• [What you have to do]: Here you must reproduce each line of the data exactly.
○ ○ ○ ○ ○
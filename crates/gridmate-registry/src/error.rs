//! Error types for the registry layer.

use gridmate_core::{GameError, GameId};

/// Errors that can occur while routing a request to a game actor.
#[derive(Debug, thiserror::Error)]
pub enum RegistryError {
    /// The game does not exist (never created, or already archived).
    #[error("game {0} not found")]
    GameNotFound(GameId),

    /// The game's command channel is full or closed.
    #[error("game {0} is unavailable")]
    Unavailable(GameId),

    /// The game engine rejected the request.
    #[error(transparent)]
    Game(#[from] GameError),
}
○ ○ ○ ○ ○
• [Response for this exercise]:
filename crates/gridmate-registry/src/error.rs
//! Error types for the registry layer.

use gridmate_core::{GameError, GameId};

/// Errors that can occur while routing a request to a game actor.
#[derive(Debug, thiserror::Error)]
pub enum RegistryError {
    /// The game does not exist (never created, or already archived).
    #[error("game {0} not found")]
    GameNotFound(GameId),

    /// The game's command channel is full or closed.
    #[error("game {0} is unavailable")]
    Unavailable(GameId),

    /// The game engine rejected the request.
    #[error(transparent)]
    Game(#[from] GameError),
}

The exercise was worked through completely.